A new study has revealed that the ability of infants to see whether an object is nearing them, and to judge when it is likely to collide, develops around the time they become more mobile.
Ruud van der Weel and Audrey van der Meer, from the Norwegian University of Science and Technology in Trondheim, used high-density electroencephalography to measure brain activity in 18 five- to eleven-month-old infants, when a growing multi-coloured dot on a screen approached the babies at three different speeds.
The researchers also recorded the gaze of both eyes.
They observed brain activity in the visual cortex among the infants in response to the growing multi-coloured dot.
The more mature infants-ten to eleven months old-were able to process the information much quicker than the younger infants aged five to seven months.

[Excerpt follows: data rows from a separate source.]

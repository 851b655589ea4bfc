// SPDX-FileCopyrightText: © 2025 WebMCast Contributors
//
// SPDX-License-Identifier: MPL-2.0

use tracing_subscriber::{layer::SubscriberExt, util::SubscriberInitExt, EnvFilter, Layer, Registry};

use crate::config::{self, LogFormat};

type DynLayer = Box<dyn Layer<Registry> + Send + Sync + 'static>;

fn env_filter_or_level(default_level: tracing::Level) -> EnvFilter {
    EnvFilter::try_from_default_env().unwrap_or_else(|_| EnvFilter::new(default_level.as_str()))
}

fn make_console_layer(console_level: tracing::Level) -> DynLayer {
    tracing_subscriber::fmt::layer().with_filter(env_filter_or_level(console_level)).boxed()
}

fn make_file_layer(
    non_blocking: tracing_appender::non_blocking::NonBlocking,
    file_level: tracing::Level,
    file_format: LogFormat,
) -> DynLayer {
    match file_format {
        LogFormat::Json => tracing_subscriber::fmt::layer()
            .with_writer(non_blocking)
            .with_ansi(false)
            .json()
            .with_filter(env_filter_or_level(file_level))
            .boxed(),
        LogFormat::Text => tracing_subscriber::fmt::layer()
            .with_writer(non_blocking)
            .with_ansi(false)
            .with_filter(env_filter_or_level(file_level))
            .boxed(),
    }
}

/// Initializes logging based on configuration: console and/or file output.
///
/// # Errors
///
/// Returns an error if file logging is enabled but its parent directory
/// cannot be created.
pub fn init_logging(
    log_config: &config::LogConfig,
) -> Result<Option<tracing_appender::non_blocking::WorkerGuard>, Box<dyn std::error::Error>> {
    let mut guard = None;

    let setup_file_appender = |log_config: &config::LogConfig| -> Result<
        (tracing_appender::non_blocking::NonBlocking, tracing_appender::non_blocking::WorkerGuard),
        Box<dyn std::error::Error>,
    > {
        let log_path = std::path::Path::new(&log_config.file_path);
        let log_dir = log_path.parent().unwrap_or_else(|| std::path::Path::new("."));
        let log_filename =
            log_path.file_name().unwrap_or_else(|| std::ffi::OsStr::new("webmcast.log"));

        if let Err(e) = std::fs::create_dir_all(log_dir) {
            return Err(
                format!("Failed to create log directory {}: {}", log_dir.display(), e).into()
            );
        }

        let file_appender = tracing_appender::rolling::never(log_dir, log_filename);
        Ok(tracing_appender::non_blocking(file_appender))
    };

    let mut layers: Vec<DynLayer> = Vec::new();

    if log_config.file_enable {
        let (non_blocking, file_guard) = setup_file_appender(log_config)?;
        guard = Some(file_guard);
        let file_level: tracing::Level = log_config.file_level.into();
        layers.push(make_file_layer(non_blocking, file_level, log_config.file_format));
    }

    if log_config.console_enable {
        let console_level: tracing::Level = log_config.console_level.into();
        layers.push(make_console_layer(console_level));
    }

    if !log_config.console_enable && !log_config.file_enable {
        layers.push(make_console_layer(tracing::Level::INFO));
        tracing::warn!(
            "both console and file logging are disabled, falling back to console logging"
        );
    }

    tracing_subscriber::registry().with(layers).init();

    Ok(guard)
}
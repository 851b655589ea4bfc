// SPDX-FileCopyrightText: © 2025 WebMCast Contributors
//
// SPDX-License-Identifier: MPL-2.0

use clap::{Parser, Subcommand};
use tracing::{error, info, warn};

use crate::config;

type LogInitFn = fn(
    &config::LogConfig,
) -> Result<Option<tracing_appender::non_blocking::WorkerGuard>, Box<dyn std::error::Error>>;

#[derive(Parser, Debug)]
#[command(author, version, about, long_about = None)]
pub struct Cli {
    /// Path to configuration file
    #[arg(short, long, default_value = "webmcast.toml")]
    pub config: String,

    #[command(subcommand)]
    pub command: Option<Commands>,
}

#[derive(Subcommand, Debug)]
pub enum Commands {
    /// Starts the webmcast server
    Serve,
    /// Manage configuration
    #[command(subcommand)]
    Config(ConfigCommands),
}

#[derive(Subcommand, Debug)]
pub enum ConfigCommands {
    /// Generate a default config file and print it to stdout
    Default,
}

fn log_startup_info(config: &config::Config) {
    info!(
        address = %config.server.address,
        max_downtime_secs = config.limits.max_downtime_secs,
        max_enqueued_frames = config.limits.max_enqueued_frames,
        max_element_size = config.limits.max_element_size,
        "starting webmcast server"
    );
}

/// Handles the "serve" command. Exits the process on error with status
/// code 1.
#[allow(clippy::disallowed_macros)]
async fn handle_serve_command(config_path: &str, init_logging: LogInitFn) {
    let config_result = match config::load(config_path) {
        Ok(result) => result,
        Err(e) => {
            eprintln!("Failed to load configuration: {e}");
            std::process::exit(1);
        }
    };

    let _log_guard = match init_logging(&config_result.config.log) {
        Ok(guard) => guard,
        Err(e) => {
            eprintln!("Failed to initialize logging: {e}");
            std::process::exit(1);
        }
    };

    if let Some(missing_file) = &config_result.file_missing {
        warn!(config_path = %missing_file, "config file not found, using defaults");
    }

    log_startup_info(&config_result.config);

    if let Err(e) = crate::server::start_server(&config_result.config).await {
        error!(error = %e, "failed to start server");
        std::process::exit(1);
    }
}

/// Handles the "config default" command - prints default config to stdout.
#[allow(clippy::disallowed_macros)]
fn handle_config_default_command() {
    match config::generate_default() {
        Ok(toml_string) => {
            println!("# Default webmcast-server configuration file");
            println!("{toml_string}");
        }
        Err(e) => {
            eprintln!("Failed to generate default config: {e}");
            std::process::exit(1);
        }
    }
}

#[allow(clippy::disallowed_macros)]
pub async fn handle_command(cli: &Cli, init_logging: LogInitFn) {
    match cli.command.as_ref().unwrap_or(&Commands::Serve) {
        Commands::Serve => {
            handle_serve_command(&cli.config, init_logging).await;
        }
        Commands::Config(ConfigCommands::Default) => {
            handle_config_default_command();
        }
    }
}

The researchers say that their findings suggest that there are well-established neural networks for registering impending collision in ten- to eleven-month-olds, but not yet in five- to seven-month-olds.
For the eight- to nine-month-old infants, they are somewhere in between.
The authors say: "This could be interpreted as a sign that appropriate neural networks are in the process of being established and that the age of eight to nine months would be an important age for doing so. Coincidentally, this is also the average age at which infants start crawling. This makes sense from a perspective where brain and behavioural development go hand in hand. Namely, as infants gain better control of self-produced locomotion, their perceptual abilities for sensing looming danger improve."
The study has been published online in the Springer journal Naturwissenschaften.